Proteins were blotted onto methanol activated polyvinylidene difluoride (PVDF) membrane (GE Healthcare, Amersham Hybond), blocked with 0.5% casein PBS (Roth) for 1 h and incubated with respective antibodies ATXN3 (1:1,000, #986) SREBP1 (1:1000, Proteintech 14088-1-AP), beta actin (1:10,000, A5441, Sigma-Aldrich) and HMGCR (1:4000, ABS229, Millipore) primary antibodies overnight at 4 °C. Secondary HRP conjugated anti mouse antibody (1:4000, P0447, Dako) was applied for 1 h at room temperature. Secondary HRP conjugated anti rabbit antibody (1:4000, 7074 V, Cell Signaling Technology) was applied.

Membranes were washed three times with 1xPBS-TWEEN 20 0.1% (PBST 0.1%) and imaged with enhanced chemiluminescence (ECL) in the ChemoCam imager (Intas). Signals were quantified with the ImageJ software36. Treated cells were normalized to actin and DMSO controls, respectively.

Chromatin immunoprecipitation (ChIP)

For ChIP assays, cells were plated in 10 cm dishes and treated the next day with DMSO or 10 µM Simvastatin in a total volume of 10 ml for 1 h. Cells were crosslinked with a final concentration of 0.85% formaldehyde (37% Stock, Sigma). The reaction was stopped after 8 min by adding glycine to a final concentration of 0.125 M. Cells were washed twice with ice cold PBS, scraped from plates and transferred to 15 ml falcon tubes. After centrifugation, the supernatant was removed and 1 ml of cell lysis buffer (10 mM Tris Cl pH 8, 10 mM NaCl, 0.2% NP40 and freshly added protease inhibitor) was added. Cells were lysed on ice for 10 min and centrifuged. Centrifugations were performed at 4 °C for 10 min at 1200 rcf. Supernatant was removed and 0.5 ml nuclei lysis buffer (50 mM Tris Cl pH 8, 10 mM EDTA, 1% SDS and freshly added protease inhibitor) was applied and incubated for 10 min at 4 °C. Samples were diluted with 0.5 ml RIPA buffer (without benzonase and SDS) and sonicated for 10 s in 10 intervals at cycle 2 and 40% power for three rounds with the Bandelin Sonopuls, HD2070, SH70G, type MS72. Chromatin was cleared by centrifugation at 4 °C for 10 min at 13,000 rcf and supernatant was transferred to fresh reaction tubes. To check fragment size, 50 µl of the samples were incubated with 5 µl of 5 M NaCl, 10 mg/ml RNAse (1 h, 37 °C) and 20 mg/ml proteinase K (3 h—o/N, 65 °C). Subsequently, agarose gel electrophoresis was performed to check chromatin size which is best between 200 and 700 bp length.

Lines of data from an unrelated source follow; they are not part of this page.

use log::{debug, warn};
use rust_decimal::Decimal;
use serde::{Deserialize, Serialize};
use std::fmt;
use std::iter::FusedIterator;
use std::time::Instant;

use crate::error::ValidationError;
use crate::time_value::{ceil_whole, monthly_rate, overflow, trunc_whole};
use crate::types::*;
use crate::CreditCalcResult;

/// Lazily yields the differentiated payment for each month, 1 through `periods`.
///
/// Finite and not restartable: call [`differentiated_payments`] again for a
/// fresh pass.
#[derive(Debug, Clone)]
pub struct DifferentiatedPayments {
    principal: Money,
    periods: u32,
    rate: Rate,
    next_month: u32,
}

impl DifferentiatedPayments {
    /// Every intermediate is bounded by its month-1 or month-n value, both
    /// checked in [`differentiated_payments`].
    fn payment_for(&self, month: u32) -> Money {
        let n = Decimal::from(self.periods);
        let repaid = self.principal * Decimal::from(month - 1) / n;
        ceil_whole(self.principal / n + self.rate * (self.principal - repaid))
    }
}

impl Iterator for DifferentiatedPayments {
    type Item = MonthlyPayment;

    fn next(&mut self) -> Option<Self::Item> {
        if self.next_month > self.periods {
            return None;
        }
        let month = self.next_month;
        self.next_month += 1;
        Some(MonthlyPayment {
            month,
            payment: self.payment_for(month),
        })
    }

    fn size_hint(&self) -> (usize, Option<usize>) {
        let left = self.periods.saturating_sub(self.next_month - 1) as usize;
        (left, Some(left))
    }
}

impl ExactSizeIterator for DifferentiatedPayments {}

impl FusedIterator for DifferentiatedPayments {}

/// Start a lazy differentiated schedule.
///
/// `payment_m = ceil(P/n + i·(P − P·(m−1)/n))`
///
/// Fails when `periods` is zero or when the first payment, the largest of the
/// schedule, is outside the `Decimal` range.
pub fn differentiated_payments(
    principal: Money,
    periods: u32,
    annual_percent: Percent,
) -> CreditCalcResult<DifferentiatedPayments> {
    if periods == 0 {
        return Err(ValidationError::InvalidPeriods(Decimal::ZERO).into());
    }
    let rate = monthly_rate(annual_percent);
    let n = Decimal::from(periods);

    principal
        .checked_mul(n - Decimal::ONE)
        .ok_or_else(|| overflow("repaid principal"))?;
    (principal / n)
        .checked_add(
            rate.checked_mul(principal)
                .ok_or_else(|| overflow("monthly interest"))?,
        )
        .ok_or_else(|| overflow("first payment"))?;

    Ok(DifferentiatedPayments {
        principal,
        periods,
        rate,
        next_month: 1,
    })
}

/// A full differentiated repayment schedule.
#[derive(Debug, Clone, PartialEq, Eq, Serialize, Deserialize)]
pub struct DifferentiatedSchedule {
    pub payments: Vec<MonthlyPayment>,
    pub total_paid: Money,
    /// `total_paid − principal`, truncated toward zero
    pub overpayment: Money,
}

impl fmt::Display for DifferentiatedSchedule {
    fn fmt(&self, f: &mut fmt::Formatter<'_>) -> fmt::Result {
        for p in &self.payments {
            writeln!(f, "Month {}: payment is {}", p.month, p.payment)?;
        }
        writeln!(f)?;
        write!(f, "Overpayment = {}", self.overpayment)
    }
}

/// Compute every monthly payment of a differentiated loan and the total overpayment.
pub fn solve_differentiated_schedule(
    principal: Money,
    periods: u32,
    annual_percent: Percent,
) -> CreditCalcResult<ComputationOutput<DifferentiatedSchedule>> {
    let start = Instant::now();
    let mut warnings: Vec<String> = Vec::new();

    let schedule = differentiated_payments(principal, periods, annual_percent)?;
    debug!(
        "solving differentiated schedule: principal={principal} periods={periods} rate={}",
        schedule.rate
    );
    let rate = schedule.rate;
    if rate.is_zero() {
        warn!("zero interest rate; every payment is principal / periods");
        warnings.push("Zero interest rate: every payment is principal divided by periods".into());
    }

    let payments: Vec<MonthlyPayment> = schedule.collect();
    let total_paid = payments
        .iter()
        .try_fold(Decimal::ZERO, |acc, p| acc.checked_add(p.payment))
        .ok_or_else(|| overflow("total paid"))?;
    let overpayment = trunc_whole(total_paid - principal);

    let output = DifferentiatedSchedule {
        payments,
        total_paid,
        overpayment,
    };

    let elapsed = start.elapsed().as_micros() as u64;
    Ok(with_metadata(
        "Differentiated repayment (equal principal, declining interest)",
        &serde_json::json!({
            "principal": principal.to_string(),
            "periods": periods,
            "annual_interest_pct": annual_percent.to_string(),
            "monthly_rate": rate.to_string(),
        }),
        warnings,
        elapsed,
        output,
    ))
}

#[cfg(test)]
mod tests {
    use super::*;
    use crate::error::CreditCalcError;
    use rust_decimal_macros::dec;

    #[test]
    fn test_first_month_reference() {
        let mut it = differentiated_payments(dec!(500000), 8, dec!(7.8)).unwrap();
        assert_eq!(it.len(), 8);
        let first = it.next().unwrap();
        assert_eq!(first.month, 1);
        assert_eq!(first.payment, dec!(65750));
        assert_eq!(it.len(), 7);
    }

    #[test]
    fn test_iterator_is_finite_and_fused() {
        let mut it = differentiated_payments(dec!(1000), 2, dec!(12)).unwrap();
        assert!(it.next().is_some());
        assert!(it.next().is_some());
        assert!(it.next().is_none());
        assert!(it.next().is_none());
    }

    #[test]
    fn test_full_schedule() {
        let result = solve_differentiated_schedule(dec!(500000), 8, dec!(7.8)).unwrap();
        let payments: Vec<Money> = result.result.payments.iter().map(|p| p.payment).collect();
        assert_eq!(
            payments,
            vec![
                dec!(65750),
                dec!(65344),
                dec!(64938),
                dec!(64532),
                dec!(64125),
                dec!(63719),
                dec!(63313),
                dec!(62907),
            ]
        );
        assert_eq!(result.result.total_paid, dec!(514628));
        assert_eq!(result.result.overpayment, dec!(14628));
    }

    #[test]
    fn test_exact_integer_interest_not_over_rounded() {
        // Month 2 interest is exactly 7500; the 28-digit monthly rate leaves a residue
        let result = solve_differentiated_schedule(dec!(1000000), 10, dec!(10)).unwrap();
        assert_eq!(result.result.payments[0].payment, dec!(108334));
        assert_eq!(result.result.payments[1].payment, dec!(107500));
        assert_eq!(result.result.overpayment, dec!(45837));
    }

    #[test]
    fn test_zero_periods_error() {
        assert!(solve_differentiated_schedule(dec!(1000), 0, dec!(10)).is_err());
        assert!(differentiated_payments(dec!(1000), 0, dec!(10)).is_err());
    }

    #[test]
    fn test_overflow_is_domain_error() {
        // First month at 1000 % a year: 3.5e28 principal share plus 5.8e28 interest
        let err = solve_differentiated_schedule(dec!(70000000000000000000000000000), 2, dec!(1000))
            .unwrap_err();
        assert!(matches!(err, CreditCalcError::Domain { reason } if reason.contains("overflows")));

        // 7e28 repaid over three months: P * (n - 1) is out of range
        assert!(differentiated_payments(dec!(70000000000000000000000000000), 3, dec!(1)).is_err());
    }
}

For ChIP assays, 400 µl of chromatin was diluted with 1 ml RIPA buffer (without benzonase and SDS). We used 2% of the chromatin as input control and added 7 µl (5.25 µg) of SREBP 1 antibody (Proteintech, 14,088–1-AP) for overnight incubation.

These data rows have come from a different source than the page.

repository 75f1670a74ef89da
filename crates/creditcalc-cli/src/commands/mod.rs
pub mod loan;
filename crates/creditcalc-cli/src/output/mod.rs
pub mod csv_out;
pub mod json;
pub mod minimal;
pub mod table;
pub mod text;

use creditcalc_core::{ComputationOutput, LoanOutcome};
use std::error::Error;

use crate::OutputFormat;

/// Dispatch output to the appropriate formatter.
pub fn render(
    format: &OutputFormat,
    output: &ComputationOutput<LoanOutcome>,
) -> Result<(), Box<dyn Error>> {
    match format {
        OutputFormat::Text => text::print_text(&output.result),
        OutputFormat::Json => json::print_json(output)?,
        OutputFormat::Table => table::print_table(&serde_json::to_value(output)?),
        OutputFormat::Csv => csv_out::print_csv(&serde_json::to_value(output)?)?,
        OutputFormat::Minimal => minimal::print_minimal(&serde_json::to_value(output)?),
    }
    Ok(())
}
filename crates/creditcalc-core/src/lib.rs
pub mod error;
pub mod time_value;
pub mod types;

#[cfg(feature = "annuity")]
pub mod annuity;

#[cfg(feature = "differentiated")]
pub mod differentiated;

#[cfg(all(feature = "annuity", feature = "differentiated"))]
pub mod dispatch;

#[cfg(all(feature = "annuity", feature = "differentiated"))]
pub use dispatch::{dispatch, solve_plan, validate, LoanOutcome, LoanPlan, LoanRequest};

pub use error::{CreditCalcError, ValidationError};
pub use types::*;

/// Standard result type for all creditcalc operations
pub type CreditCalcResult<T> = Result<T, CreditCalcError>;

The next day, 20 µl Magna ChIP Protein A + G Magnetic Beads (Merck Millipore) were used for the pulldowns or empty controls (beads only) for 1.5 h at 4 °C. Samples were washed with 500 µl of low salt- (0.1% SDS, 1% Triton X-100, 2 mM EDTA, 20 mM Tris HCl pH 8, 150 mM NaCl), high salt- (equal to low salt, except 500 mM NaCl), lithium salt buffer (0.25 M LiCl, 1% NP40, 1% Sodium Deoxycholate, 1 mM EDTA, 10 mM Tris HCl pH 8) and PBS, respectively. Antibody-antigen complexes were eluted by incubation with 200 µl freshly prepared elution buffer (100 mM NaHCO3 and 1% SDS) for 15 min. Input samples were also incubated with 200 µl elution buffer. All samples were incubated with 10 µl 5 M NaCl, 10 mg/ml RNAse (1 h, 37 °C) and 20 mg/ml proteinase K (3 h—o/N, 65 °C) and purified with ChIP-DNA purification kit from Zymo.

Statistics

We used one-way ANOVA (α = 0.05) followed by the recommended Dunnett’s multiple comparison test to check for statistical significance. Significance in Fig. 4B–E, was checked by the recommended unpaired- and two-tailed t-test. All statistical analyses were performed in GraphPad Prism 8.3.0.